**Assignment:** From the data, copy out every line in which the word "cannot" appears.

++++++++

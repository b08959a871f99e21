// 💼 Opportunity Entity - Deal in the sales pipeline
//
// Relationships: account_id → Account, contact_id → Contact.
// Nothing references an opportunity, so merging one never cascades.

use super::{unknown_field, EntityKind, FieldSpec, ForeignKey, Record, RecordStatus};
use crate::error::{CrmError, CrmResult};
use serde::{Deserialize, Serialize};
use std::fmt;

// ============================================================================
// PIPELINE STAGE
// ============================================================================

#[derive(Debug, Clone, Copy, PartialEq, Eq, Hash, Serialize, Deserialize)]
pub enum OpportunityStage {
    Prospecting,
    Qualification,
    #[serde(rename = "Needs Analysis")]
    NeedsAnalysis,
    #[serde(rename = "Value Proposition")]
    ValueProposition,
    #[serde(rename = "Id. Decision Makers")]
    IdDecisionMakers,
    #[serde(rename = "Perception Analysis")]
    PerceptionAnalysis,
    #[serde(rename = "Proposal/Price Quote")]
    ProposalPriceQuote,
    #[serde(rename = "Negotiation/Review")]
    NegotiationReview,
    #[serde(rename = "Closed Won")]
    ClosedWon,
    #[serde(rename = "Closed Lost")]
    ClosedLost,
}

impl OpportunityStage {
    pub const ALL: [OpportunityStage; 10] = [
        OpportunityStage::Prospecting,
        OpportunityStage::Qualification,
        OpportunityStage::NeedsAnalysis,
        OpportunityStage::ValueProposition,
        OpportunityStage::IdDecisionMakers,
        OpportunityStage::PerceptionAnalysis,
        OpportunityStage::ProposalPriceQuote,
        OpportunityStage::NegotiationReview,
        OpportunityStage::ClosedWon,
        OpportunityStage::ClosedLost,
    ];

    pub fn as_str(&self) -> &'static str {
        match self {
            OpportunityStage::Prospecting => "Prospecting",
            OpportunityStage::Qualification => "Qualification",
            OpportunityStage::NeedsAnalysis => "Needs Analysis",
            OpportunityStage::ValueProposition => "Value Proposition",
            OpportunityStage::IdDecisionMakers => "Id. Decision Makers",
            OpportunityStage::PerceptionAnalysis => "Perception Analysis",
            OpportunityStage::ProposalPriceQuote => "Proposal/Price Quote",
            OpportunityStage::NegotiationReview => "Negotiation/Review",
            OpportunityStage::ClosedWon => "Closed Won",
            OpportunityStage::ClosedLost => "Closed Lost",
        }
    }

    /// Parse a display label (surrounding whitespace ignored)
    pub fn parse(label: &str) -> Option<Self> {
        let label = label.trim();
        Self::ALL.iter().copied().find(|stage| stage.as_str() == label)
    }

    pub fn is_closed(&self) -> bool {
        matches!(self, OpportunityStage::ClosedWon | OpportunityStage::ClosedLost)
    }
}

impl fmt::Display for OpportunityStage {
    fn fmt(&self, f: &mut fmt::Formatter<'_>) -> fmt::Result {
        f.write_str(self.as_str())
    }
}

// ============================================================================
// OPPORTUNITY ENTITY
// ============================================================================

#[derive(Debug, Clone, PartialEq, Serialize, Deserialize)]
pub struct Opportunity {
    pub id: String,
    pub name: String,
    #[serde(default)]
    pub amount: String,
    pub stage: OpportunityStage,
    #[serde(default)]
    pub close_date: String,
    #[serde(default)]
    pub probability: String,

    /// Foreign key to Account, with its cached name
    pub account_id: String,
    #[serde(default)]
    pub account_name: String,

    /// Foreign key to Contact, with its cached name
    pub contact_id: String,
    #[serde(default)]
    pub contact_name: String,

    pub status: RecordStatus,
    #[serde(default)]
    pub last_activity_date: String,
    #[serde(default)]
    pub initials: String,
    #[serde(default)]
    pub description: Vec<String>,
    #[serde(default)]
    pub created_date: String,
}

const MERGEABLE: &[FieldSpec] = &[
    FieldSpec { key: "name", label: "Opportunity Name" },
    FieldSpec { key: "amount", label: "Amount" },
    FieldSpec { key: "stage", label: "Stage" },
    FieldSpec { key: "probability", label: "Probability" },
    FieldSpec { key: "close_date", label: "Close Date" },
    FieldSpec { key: "account_name", label: "Account Name" },
    FieldSpec { key: "contact_name", label: "Contact Name" },
];

impl Opportunity {
    pub fn new(
        id: impl Into<String>,
        name: impl Into<String>,
        stage: OpportunityStage,
        account_id: impl Into<String>,
        contact_id: impl Into<String>,
        status: RecordStatus,
    ) -> Self {
        let mut opportunity = Opportunity {
            id: id.into(),
            name: name.into(),
            amount: String::new(),
            stage,
            close_date: String::new(),
            probability: String::new(),
            account_id: account_id.into(),
            account_name: String::new(),
            contact_id: contact_id.into(),
            contact_name: String::new(),
            status,
            last_activity_date: String::new(),
            initials: String::new(),
            description: Vec::new(),
            created_date: String::new(),
        };
        opportunity.refresh_initials();
        opportunity
    }
}

impl Record for Opportunity {
    const KIND: EntityKind = EntityKind::Opportunity;

    fn id(&self) -> &str {
        &self.id
    }

    fn status(&self) -> RecordStatus {
        self.status
    }

    fn set_status(&mut self, status: RecordStatus) {
        self.status = status;
    }

    fn display_name(&self) -> String {
        self.name.clone()
    }

    fn initials(&self) -> &str {
        &self.initials
    }

    fn set_initials(&mut self, initials: String) {
        self.initials = initials;
    }

    fn search_fields(&self) -> Vec<String> {
        vec![
            self.name.clone(),
            self.account_name.clone(),
            self.contact_name.clone(),
        ]
    }

    fn mergeable_fields() -> &'static [FieldSpec] {
        MERGEABLE
    }

    fn field(&self, key: &str) -> Option<String> {
        let value = match key {
            "stage" => return Some(self.stage.as_str().to_string()),
            "name" => &self.name,
            "amount" => &self.amount,
            "close_date" => &self.close_date,
            "probability" => &self.probability,
            "account_name" => &self.account_name,
            "contact_name" => &self.contact_name,
            "last_activity_date" => &self.last_activity_date,
            "created_date" => &self.created_date,
            _ => return None,
        };
        Some(value.clone())
    }

    fn set_field(&mut self, key: &str, value: &str) -> CrmResult<()> {
        let slot = match key {
            "stage" => {
                self.stage = OpportunityStage::parse(value).ok_or_else(|| {
                    CrmError::InvalidValue {
                        kind: Self::KIND,
                        field: key.to_string(),
                        value: value.to_string(),
                    }
                })?;
                return Ok(());
            }
            "name" => &mut self.name,
            "amount" => &mut self.amount,
            "close_date" => &mut self.close_date,
            "probability" => &mut self.probability,
            "account_name" => &mut self.account_name,
            "contact_name" => &mut self.contact_name,
            "last_activity_date" => &mut self.last_activity_date,
            "created_date" => &mut self.created_date,
            _ => return Err(unknown_field::<Self>(key)),
        };
        *slot = value.to_string();
        Ok(())
    }

    fn foreign_keys(&self) -> Vec<ForeignKey<'_>> {
        vec![
            ForeignKey {
                field: "account_id",
                kind: EntityKind::Account,
                id: &self.account_id,
            },
            ForeignKey {
                field: "contact_id",
                kind: EntityKind::Contact,
                id: &self.contact_id,
            },
        ]
    }
}

#[cfg(test)]
mod tests {
    use super::*;

    fn create_test_opportunity() -> Opportunity {
        Opportunity::new(
            "opp_1",
            "Türk Traktör - Fleet Management System",
            OpportunityStage::Prospecting,
            "acc_tt",
            "con_ad",
            RecordStatus::PendingApproval,
        )
    }

    #[test]
    fn test_stage_labels_round_trip_through_parse() {
        for stage in OpportunityStage::ALL {
            assert_eq!(OpportunityStage::parse(stage.as_str()), Some(stage));
        }
        assert_eq!(OpportunityStage::parse("  Closed Won "), Some(OpportunityStage::ClosedWon));
        assert_eq!(OpportunityStage::parse("closed won"), None);
    }

    #[test]
    fn test_stage_serde_uses_display_labels() {
        let json = serde_json::to_string(&OpportunityStage::ProposalPriceQuote).unwrap();
        assert_eq!(json, "\"Proposal/Price Quote\"");
        let stage: OpportunityStage = serde_json::from_str("\"Id. Decision Makers\"").unwrap();
        assert_eq!(stage, OpportunityStage::IdDecisionMakers);
    }

    #[test]
    fn test_initials_truncate_to_two() {
        let opp = create_test_opportunity();
        assert_eq!(opp.initials, "TT");
    }

    #[test]
    fn test_set_stage_field() {
        let mut opp = create_test_opportunity();
        opp.set_field("stage", "Negotiation/Review").unwrap();
        assert_eq!(opp.stage, OpportunityStage::NegotiationReview);
        assert_eq!(opp.field("stage").as_deref(), Some("Negotiation/Review"));

        let err = opp.set_field("stage", "Signed").unwrap_err();
        assert!(matches!(err, CrmError::InvalidValue { .. }));
        assert_eq!(opp.stage, OpportunityStage::NegotiationReview);
    }

    #[test]
    fn test_foreign_keys_are_not_editable() {
        let mut opp = create_test_opportunity();
        assert!(opp.set_field("account_id", "acc_x").is_err());
        assert!(opp.set_field("contact_id", "con_x").is_err());
        assert_eq!(opp.account_id, "acc_tt");
        assert_eq!(opp.contact_id, "con_ad");
    }

    #[test]
    fn test_foreign_keys_and_approval_fields() {
        let opp = create_test_opportunity();
        let targets: Vec<(EntityKind, &str)> = opp.foreign_keys().iter().map(|fk| (fk.kind, fk.id)).collect();
        assert_eq!(
            targets,
            vec![(EntityKind::Account, "acc_tt"), (EntityKind::Contact, "con_ad")]
        );

        let keys: Vec<&str> = Opportunity::approval_fields().iter().map(|f| f.key).collect();
        assert_eq!(keys, vec!["name", "amount", "stage", "probability", "close_date"]);
    }

    #[test]
    fn test_closed_stages() {
        assert!(OpportunityStage::ClosedLost.is_closed());
        assert!(!OpportunityStage::Qualification.is_closed());
    }
}
// 📜 Review Journal - Audit trail of reviewer actions
// "Every change is an event": approve, reject and merge each leave one entry.
//
// In-memory only; the journal lives as long as the store that owns it.

use crate::entities::EntityKind;
use chrono::{DateTime, Utc};
use serde::{Deserialize, Serialize};

pub const DEFAULT_REVIEWER: &str = "reviewer";

#[derive(Debug, Clone, Copy, PartialEq, Eq, Serialize, Deserialize)]
pub enum ReviewAction {
    Approved,
    Rejected,
    Merged,
}

impl ReviewAction {
    pub fn as_str(&self) -> &'static str {
        match self {
            ReviewAction::Approved => "approved",
            ReviewAction::Rejected => "rejected",
            ReviewAction::Merged => "merged",
        }
    }
}

/// One reviewer action against one record
#[derive(Debug, Clone, Serialize, Deserialize)]
pub struct ReviewEvent {
    pub event_id: String,
    pub timestamp: DateTime<Utc>,
    pub action: ReviewAction,
    pub entity_kind: EntityKind,
    pub entity_id: String,
    pub data: serde_json::Value,
    pub actor: String,
}

impl ReviewEvent {
    pub fn new(
        action: ReviewAction,
        entity_kind: EntityKind,
        entity_id: &str,
        data: serde_json::Value,
        actor: &str,
    ) -> Self {
        Self {
            event_id: uuid::Uuid::new_v4().to_string(),
            timestamp: Utc::now(),
            action,
            entity_kind,
            entity_id: entity_id.to_string(),
            data,
            actor: actor.to_string(),
        }
    }

    pub fn summary(&self) -> String {
        format!(
            "{} {} {} {} by {}",
            self.timestamp.format("%Y-%m-%d %H:%M:%S"),
            self.entity_kind,
            self.entity_id,
            self.action.as_str(),
            self.actor
        )
    }
}

/// Append-only list of review events
#[derive(Debug, Clone)]
pub struct Journal {
    actor: String,
    events: Vec<ReviewEvent>,
}

impl Journal {
    pub fn new(actor: impl Into<String>) -> Self {
        Journal {
            actor: actor.into(),
            events: Vec::new(),
        }
    }

    pub fn actor(&self) -> &str {
        &self.actor
    }

    pub fn set_actor(&mut self, actor: impl Into<String>) {
        self.actor = actor.into();
    }

    pub fn record(
        &mut self,
        action: ReviewAction,
        kind: EntityKind,
        entity_id: &str,
        data: serde_json::Value,
    ) -> &ReviewEvent {
        let event = ReviewEvent::new(action, kind, entity_id, data, &self.actor);
        self.events.push(event);
        &self.events[self.events.len() - 1]
    }

    pub fn events(&self) -> &[ReviewEvent] {
        &self.events
    }

    /// Events for a single record, oldest first
    pub fn events_for(&self, kind: EntityKind, entity_id: &str) -> Vec<&ReviewEvent> {
        self.events
            .iter()
            .filter(|e| e.entity_kind == kind && e.entity_id == entity_id)
            .collect()
    }

    pub fn len(&self) -> usize {
        self.events.len()
    }

    pub fn is_empty(&self) -> bool {
        self.events.is_empty()
    }
}

impl Default for Journal {
    fn default() -> Self {
        Self::new(DEFAULT_REVIEWER)
    }
}

#[cfg(test)]
mod tests {
    use super::*;
    use serde_json::json;

    #[test]
    fn test_journal_records_actor_and_payload() {
        let mut journal = Journal::new("ayse");
        let event = journal.record(
            ReviewAction::Rejected,
            EntityKind::Account,
            "acc_cat",
            json!({"name": "Caterpillar Turkey"}),
        );

        assert_eq!(event.actor, "ayse");
        assert_eq!(event.action, ReviewAction::Rejected);
        assert!(!event.event_id.is_empty());
        assert_eq!(event.data["name"], "Caterpillar Turkey");
        assert_eq!(journal.len(), 1);
    }

    #[test]
    fn test_events_for_filters_by_kind_and_id() {
        let mut journal = Journal::default();
        journal.record(ReviewAction::Approved, EntityKind::Account, "acc_tt", json!({}));
        journal.record(ReviewAction::Approved, EntityKind::Contact, "acc_tt", json!({}));
        journal.set_actor("second");
        journal.record(ReviewAction::Merged, EntityKind::Account, "acc_tt", json!({}));

        let events = journal.events_for(EntityKind::Account, "acc_tt");
        assert_eq!(events.len(), 2);
        assert_eq!(events[0].actor, DEFAULT_REVIEWER);
        assert_eq!(events[1].actor, "second");
        assert!(events[1].summary().contains("Account acc_tt merged by second"));
    }
}
// ⚠️ Errors - Local, recoverable conditions raised by the reconciliation core
//
// None of these are fatal: views treat them as "decline the action".

use crate::entities::{EntityKind, RecordStatus};
use thiserror::Error;

#[derive(Debug, Clone, PartialEq, Eq, Error)]
pub enum CrmError {
    #[error("{kind} {id} not found")]
    NotFound { kind: EntityKind, id: String },

    #[error("{kind} {id} cannot transition from {status}")]
    InvalidTransition {
        kind: EntityKind,
        id: String,
        status: RecordStatus,
    },

    #[error("cannot merge {kind} {id} into itself")]
    SameRecord { kind: EntityKind, id: String },

    #[error("{kind} has no editable field '{field}'")]
    InvalidField { kind: EntityKind, field: String },

    #[error("invalid value for {kind}.{field}: '{value}'")]
    InvalidValue {
        kind: EntityKind,
        field: String,
        value: String,
    },

    #[error("{kind} id {id} is already in use or retired")]
    DuplicateId { kind: EntityKind, id: String },

    #[error("{kind} {id} is still referenced by {by_kind} {by_id}")]
    StillReferenced {
        kind: EntityKind,
        id: String,
        by_kind: EntityKind,
        by_id: String,
    },

    #[error("{kind} {id} references {target_kind} {target_id}, which is still pending approval")]
    PendingReference {
        kind: EntityKind,
        id: String,
        target_kind: EntityKind,
        target_id: String,
    },
}

impl CrmError {
    pub fn not_found(kind: EntityKind, id: &str) -> Self {
        CrmError::NotFound {
            kind,
            id: id.to_string(),
        }
    }

    pub fn invalid_field(kind: EntityKind, field: &str) -> Self {
        CrmError::InvalidField {
            kind,
            field: field.to_string(),
        }
    }

    pub fn is_not_found(&self) -> bool {
        matches!(self, CrmError::NotFound { .. })
    }
}

pub type CrmResult<T> = Result<T, CrmError>;

/// Guard-and-return helper: a missing record becomes `Ok(None)`,
/// every other error is passed through.
pub fn ignore_missing<T>(result: CrmResult<T>) -> CrmResult<Option<T>> {
    match result {
        Ok(value) => Ok(Some(value)),
        Err(e) if e.is_not_found() => Ok(None),
        Err(e) => Err(e),
    }
}

#[cfg(test)]
mod tests {
    use super::*;

    #[test]
    fn test_ignore_missing_swallows_not_found_only() {
        let missing: CrmResult<()> = Err(CrmError::not_found(EntityKind::Account, "acc_x"));
        assert_eq!(ignore_missing(missing), Ok(None));

        let same: CrmResult<()> = Err(CrmError::SameRecord {
            kind: EntityKind::Contact,
            id: "con_ad".to_string(),
        });
        assert!(ignore_missing(same).is_err());

        assert_eq!(ignore_missing(Ok(7)), Ok(Some(7)));
    }

    #[test]
    fn test_error_messages() {
        let err = CrmError::InvalidTransition {
            kind: EntityKind::Opportunity,
            id: "opp_4".to_string(),
            status: RecordStatus::Active,
        };
        assert_eq!(err.to_string(), "Opportunity opp_4 cannot transition from Active");

        let err = CrmError::invalid_field(EntityKind::Account, "account_id");
        assert_eq!(err.to_string(), "Account has no editable field 'account_id'");

        let err = CrmError::PendingReference {
            kind: EntityKind::Contact,
            id: "con_ad".to_string(),
            target_kind: EntityKind::Account,
            target_id: "acc_tt".to_string(),
        };
        assert_eq!(
            err.to_string(),
            "Contact con_ad references Account acc_tt, which is still pending approval"
        );
    }
}
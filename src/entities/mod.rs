// Entity Models - Accounts, Contacts, Opportunities
//
// Each entity has:
// - Stable identifier that is never reassigned
// - Lifecycle status (canonical or proposal)
// - Denormalized display fields kept in sync by hand (names, initials)
// - Per-kind field tables driving edits, merge and search

pub mod account;
pub mod contact;
pub mod opportunity;

pub use account::{Account, AccountContact, AccountOpportunity};
pub use contact::{Contact, ContactOpportunity};
pub use opportunity::{Opportunity, OpportunityStage};

use crate::error::{CrmError, CrmResult};
use serde::{Deserialize, Serialize};
use std::collections::BTreeMap;
use std::fmt;

// ============================================================================
// ENTITY KIND
// ============================================================================

#[derive(Debug, Clone, Copy, PartialEq, Eq, Hash, Serialize, Deserialize)]
pub enum EntityKind {
    Account,
    Contact,
    Opportunity,
}

impl EntityKind {
    pub const ALL: [EntityKind; 3] = [
        EntityKind::Account,
        EntityKind::Contact,
        EntityKind::Opportunity,
    ];

    pub fn as_str(&self) -> &'static str {
        match self {
            EntityKind::Account => "Account",
            EntityKind::Contact => "Contact",
            EntityKind::Opportunity => "Opportunity",
        }
    }

    pub fn plural(&self) -> &'static str {
        match self {
            EntityKind::Account => "Accounts",
            EntityKind::Contact => "Contacts",
            EntityKind::Opportunity => "Opportunities",
        }
    }
}

impl fmt::Display for EntityKind {
    fn fmt(&self, f: &mut fmt::Formatter<'_>) -> fmt::Result {
        f.write_str(self.as_str())
    }
}

// ============================================================================
// LIFECYCLE STATUS
// ============================================================================

#[derive(Debug, Clone, Copy, PartialEq, Eq, Hash, Serialize, Deserialize)]
pub enum RecordStatus {
    Active,
    Inactive,
    /// Proposed by the intake agent, awaiting review
    PendingApproval,
}

impl RecordStatus {
    pub fn as_str(&self) -> &'static str {
        match self {
            RecordStatus::Active => "Active",
            RecordStatus::Inactive => "Inactive",
            RecordStatus::PendingApproval => "Pending Approval",
        }
    }

    pub fn is_pending(&self) -> bool {
        *self == RecordStatus::PendingApproval
    }

    /// Active and Inactive records are the system of record
    pub fn is_canonical(&self) -> bool {
        !self.is_pending()
    }
}

impl fmt::Display for RecordStatus {
    fn fmt(&self, f: &mut fmt::Formatter<'_>) -> fmt::Result {
        f.write_str(self.as_str())
    }
}

// ============================================================================
// FIELD TABLES & PATCHES
// ============================================================================

/// A field eligible for conflict resolution, with its display label
#[derive(Debug, Clone, Copy, PartialEq, Eq)]
pub struct FieldSpec {
    pub key: &'static str,
    pub label: &'static str,
}

/// Partial field update keyed by field name (e.g. `"tax_number"`)
pub type FieldPatch = BTreeMap<String, String>;

/// Build a patch from `(field, value)` pairs
pub fn patch<I, K, V>(pairs: I) -> FieldPatch
where
    I: IntoIterator<Item = (K, V)>,
    K: Into<String>,
    V: Into<String>,
{
    pairs
        .into_iter()
        .map(|(k, v)| (k.into(), v.into()))
        .collect()
}

/// Initials from a display name: first letter of each whitespace-separated
/// token, uppercased, at most 2 characters.
///
/// Example: "Ayşe Demir" → "AD", "Acme" → "A"
pub fn derive_initials(name: &str) -> String {
    name.split_whitespace()
        .filter_map(|word| word.chars().next())
        .flat_map(char::to_uppercase)
        .take(2)
        .collect()
}

// ============================================================================
// RECORD TRAIT
// ============================================================================

/// Behaviour shared by every entity kind the reconciliation core handles
pub trait Record: Clone + fmt::Debug {
    const KIND: EntityKind;

    fn id(&self) -> &str;
    fn status(&self) -> RecordStatus;
    fn set_status(&mut self, status: RecordStatus);

    /// Name shown in lists and copied into referencing records
    fn display_name(&self) -> String;

    fn initials(&self) -> &str;
    fn set_initials(&mut self, initials: String);

    /// Recompute the cached initials from the current display name
    fn refresh_initials(&mut self) {
        let initials = derive_initials(&self.display_name());
        self.set_initials(initials);
    }

    /// Values matched by the search box, in display order
    fn search_fields(&self) -> Vec<String>;

    /// Fields shown side by side in the merge view
    fn mergeable_fields() -> &'static [FieldSpec];

    /// Read a scalar field by key (`None` for unknown keys)
    fn field(&self, key: &str) -> Option<String>;

    /// Write an editable scalar field by key
    fn set_field(&mut self, key: &str, value: &str) -> CrmResult<()>;

    /// Number of entries across nested summary lists
    fn nested_len(&self) -> usize {
        0
    }

    /// Append the source's nested summary lists (no de-duplication)
    fn absorb_nested(&mut self, _source: &Self) {}

    /// Ids of other records this one points at
    fn foreign_keys(&self) -> Vec<ForeignKey<'_>> {
        Vec::new()
    }

    /// Mergeable fields a reviewer may edit on approval. Cached names of
    /// referenced records follow the reference and are left out.
    fn approval_fields() -> Vec<&'static FieldSpec> {
        Self::mergeable_fields()
            .iter()
            .filter(|spec| !CACHED_NAMES.contains(&spec.key))
            .collect()
    }

    fn is_pending(&self) -> bool {
        self.status().is_pending()
    }
}

/// Denormalized copies of a referenced record's display name
pub const CACHED_NAMES: &[&str] = &["account_name", "contact_name"];

/// A reference from one record to another by id
#[derive(Debug, Clone, Copy, PartialEq, Eq)]
pub struct ForeignKey<'a> {
    pub field: &'static str,
    pub kind: EntityKind,
    pub id: &'a str,
}

/// Apply every entry of `patch` or none of them
pub fn apply_patch<T: Record>(record: &mut T, patch: &FieldPatch) -> CrmResult<()> {
    let mut staged = record.clone();
    for (key, value) in patch {
        staged.set_field(key, value)?;
    }
    *record = staged;
    Ok(())
}

pub(crate) fn is_mergeable<T: Record>(key: &str) -> bool {
    T::mergeable_fields().iter().any(|f| f.key == key)
}

pub(crate) fn unknown_field<T: Record>(key: &str) -> CrmError {
    CrmError::invalid_field(T::KIND, key)
}

#[cfg(test)]
mod tests {
    use super::*;

    #[test]
    fn test_derive_initials() {
        assert_eq!(derive_initials("Ayşe Demir"), "AD");
        assert_eq!(derive_initials("Acme"), "A");
        assert_eq!(derive_initials("Türk Traktör"), "TT");
        assert_eq!(derive_initials("JCB Latin America"), "JL");
        assert_eq!(derive_initials("  spaced   out  "), "SO");
        assert_eq!(derive_initials(""), "");
    }

    #[test]
    fn test_status_classification() {
        assert!(RecordStatus::PendingApproval.is_pending());
        assert!(RecordStatus::Active.is_canonical());
        assert!(RecordStatus::Inactive.is_canonical());
        assert_eq!(RecordStatus::PendingApproval.to_string(), "Pending Approval");
    }

    #[test]
    fn test_patch_builder() {
        let p = patch([("name", "Acme"), ("phone", "")]);
        assert_eq!(p.len(), 2);
        assert_eq!(p["name"], "Acme");
    }
}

++++++++

**Expected answer:**
    #[error("{kind} {id} cannot transition from {status}")]
    #[error("cannot merge {kind} {id} into itself")]
        assert_eq!(err.to_string(), "Opportunity opp_4 cannot transition from Active");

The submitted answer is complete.